Should I run from this job??

Nurses General Nursing

Published

  1. What to do about this situation...

    • 11
      Keep working, lead by example, document errors.
    • 22
      Run today! Get away from this law-suit waiting to happen.
    • 0
      Accept that this is the way it is. Relax your standards. Who cares?
    • 3
      Speak to the Docs/Owners of the surgery center. The manager will hate you, but something might change.

36 members have participated

I was an OR circulator for a hospital with six ORs, for nine years. I left town for a while and when I came back I had the opportunity to work at a small specialty surgery center. The similar pay, no nights/weekends/call made me say yes to the new job.

My problem is, six months later, that despite my speaking to the manager, speaking in staff meetings, and speaking to the staff, errors keep being made. The serious kind. Wrong site on consent forms (signed by three different staff members by the time I find it). Wrong name on chart or on schedule. Wrong side said in time-out. Some of the staff and the docs seem very casual about this (and about their sterile conscience), and don't seem to see the need to do better. I get the feeling I should shut the **** up.

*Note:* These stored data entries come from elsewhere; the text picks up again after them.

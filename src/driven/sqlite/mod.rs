use std::{path::Path, str::FromStr, time::Duration};

use sqlx::sqlite::{SqliteConnectOptions, SqliteJournalMode, SqlitePool, SqlitePoolOptions};

use crate::domain::Result;

pub mod signing_key;

/// How long a write waits for a peer holding the database lock before it
/// fails with a conflict.
pub const BUSY_TIMEOUT: Duration = Duration::from_secs(5);

pub struct SqliteState {
    db: SqlitePool,
}

impl SqliteState {
    pub async fn new(path: &Path) -> Result<Self> {
        Self::open(path, BUSY_TIMEOUT).await
    }

    /// Opens a file database shared with other processes. WAL lets readers
    /// keep the last committed state while a rotation transaction is open.
    pub async fn open(path: &Path, busy_timeout: Duration) -> Result<Self> {
        let options = SqliteConnectOptions::from_str(&format!("sqlite:{}?mode=rwc", path.display()))?
            .create_if_missing(true)
            .journal_mode(SqliteJournalMode::Wal)
            .busy_timeout(busy_timeout);

        let db = SqlitePoolOptions::new().connect_with(options).await?;

        Ok(Self { db })
    }

    pub async fn migrate(&self) -> Result<()> {
        sqlx::migrate!("src/driven/sqlite/migrations")
            .run(&self.db)
            .await?;

        Ok(())
    }

    /// In-memory database shared by every caller of the returned state.
    /// A single connection keeps the schema alive for the pool's lifetime.
    #[cfg(test)]
    pub async fn ephemeral() -> Result<Self> {
        let options: SqliteConnectOptions = "sqlite::memory:".parse()?;
        let db = SqlitePoolOptions::new()
            .max_connections(1)
            .idle_timeout(None)
            .max_lifetime(None)
            .connect_with(options)
            .await?;

        let out = Self { db };
        out.migrate().await?;

        Ok(out)
    }

    /// Migrated file database under the system temp directory, reached
    /// through a multi-connection pool like the daemon's.
    #[cfg(test)]
    pub async fn temporary(busy_timeout: Duration) -> Result<(Self, tests::TempDatabase)> {
        let file = tests::TempDatabase::new();
        let out = Self::open(&file.path, busy_timeout).await?;
        out.migrate().await?;

        Ok((out, file))
    }
}

#[cfg(test)]
pub mod tests {
    use std::{fs, path::PathBuf};

    use uuid::Uuid;

    use super::*;

    /// Removes the database file and its WAL companions on drop.
    pub struct TempDatabase {
        pub path: PathBuf,
    }
    impl TempDatabase {
        pub fn new() -> Self {
            let path = std::env::temp_dir().join(format!("keyward-{}.db", Uuid::new_v4()));
            Self { path }
        }
    }
    impl Drop for TempDatabase {
        fn drop(&mut self) {
            for suffix in ["", "-wal", "-shm"] {
                let _ = fs::remove_file(format!("{}{suffix}", self.path.display()));
            }
        }
    }

    #[tokio::test]
    async fn it_should_open_file_database_in_wal_mode() {
        let (sqlite, _file) = SqliteState::temporary(BUSY_TIMEOUT).await.unwrap();

        let mode: String = sqlx::query_scalar("PRAGMA journal_mode;")
            .fetch_one(&sqlite.db)
            .await
            .unwrap();

        assert_eq!(mode.to_lowercase(), "wal");
    }
}
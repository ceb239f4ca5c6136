pub mod backoffice;
pub mod cron;
pub mod event;
pub mod jwks;
pub mod signing_key;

I'm afraid this is an accident waiting to happen, and I don't really want to be a part of it. I have started looking for another job. Am I over reacting??

You are not overreacting.

Specializes in Urgent Care, Oncology.

Maybe not run today but I would certainly start looking elsewhere and leave once you've accepted another job offer.

Specializes in Psych, Corrections, Med-Surg, Ambulatory.

Run today and keep your professional liability premiums paid up. I don't know what the statute of limitations is on lawsuits; you could still be named in one down the road. Minimize that risk and get out.

Even without the fear of lawsuits, you clearly are conscientious and don't want to be associated with such substandard care. I don't think it would do any good to speak with the doctors. If they didn't acquire good habits from their schooling and have a cavalier attitude, they are very unlikely to hear it from you. Save yourself.

Specializes in Varied.

Document. Document. Document. Then start looking elsewhere.

Honestly, I wouldn't walk away from a no weekend/no nights/no calls job...

Specializes in MDS/ UR.

You already know what you need to do. It is time to slide on out.

Specializes in Psych, Corrections, Med-Surg, Ambulatory.
Honestly, I wouldn't walk away from a no weekend/no nights/no calls job...

I know it's a bummer. But does anyone really want to participate in a wrong side surgery? And if OP is always the watchdog pointing things out, it's going to get exhausting. Not to mention becoming everyone's unfavourite person. Some things can't be helped.

Specializes in Critical Care.

You should have had a "run yesterday" option in the poll.....

You are soooo right. It is exhausting and I'm the one catching mistakes so they're afraid of me.

Lol true.

I know what I would do but I've been in positions to direct care most of my career and that's where I'm most comfortable.

I'd meet with the manager, medical director or whoever is in leadership, tell them this is a ****show and provide concrete examples. Then I'd ask them if they want my help to clean things up or would they prefer for me to step down gracefully.

If they want my help, I'd do it for the vulnerable patients they serve as well as the drive I have for process and performance improvement.

I'm not a not my problem sort so I couldn't simply resign without throwing my hat in the ring.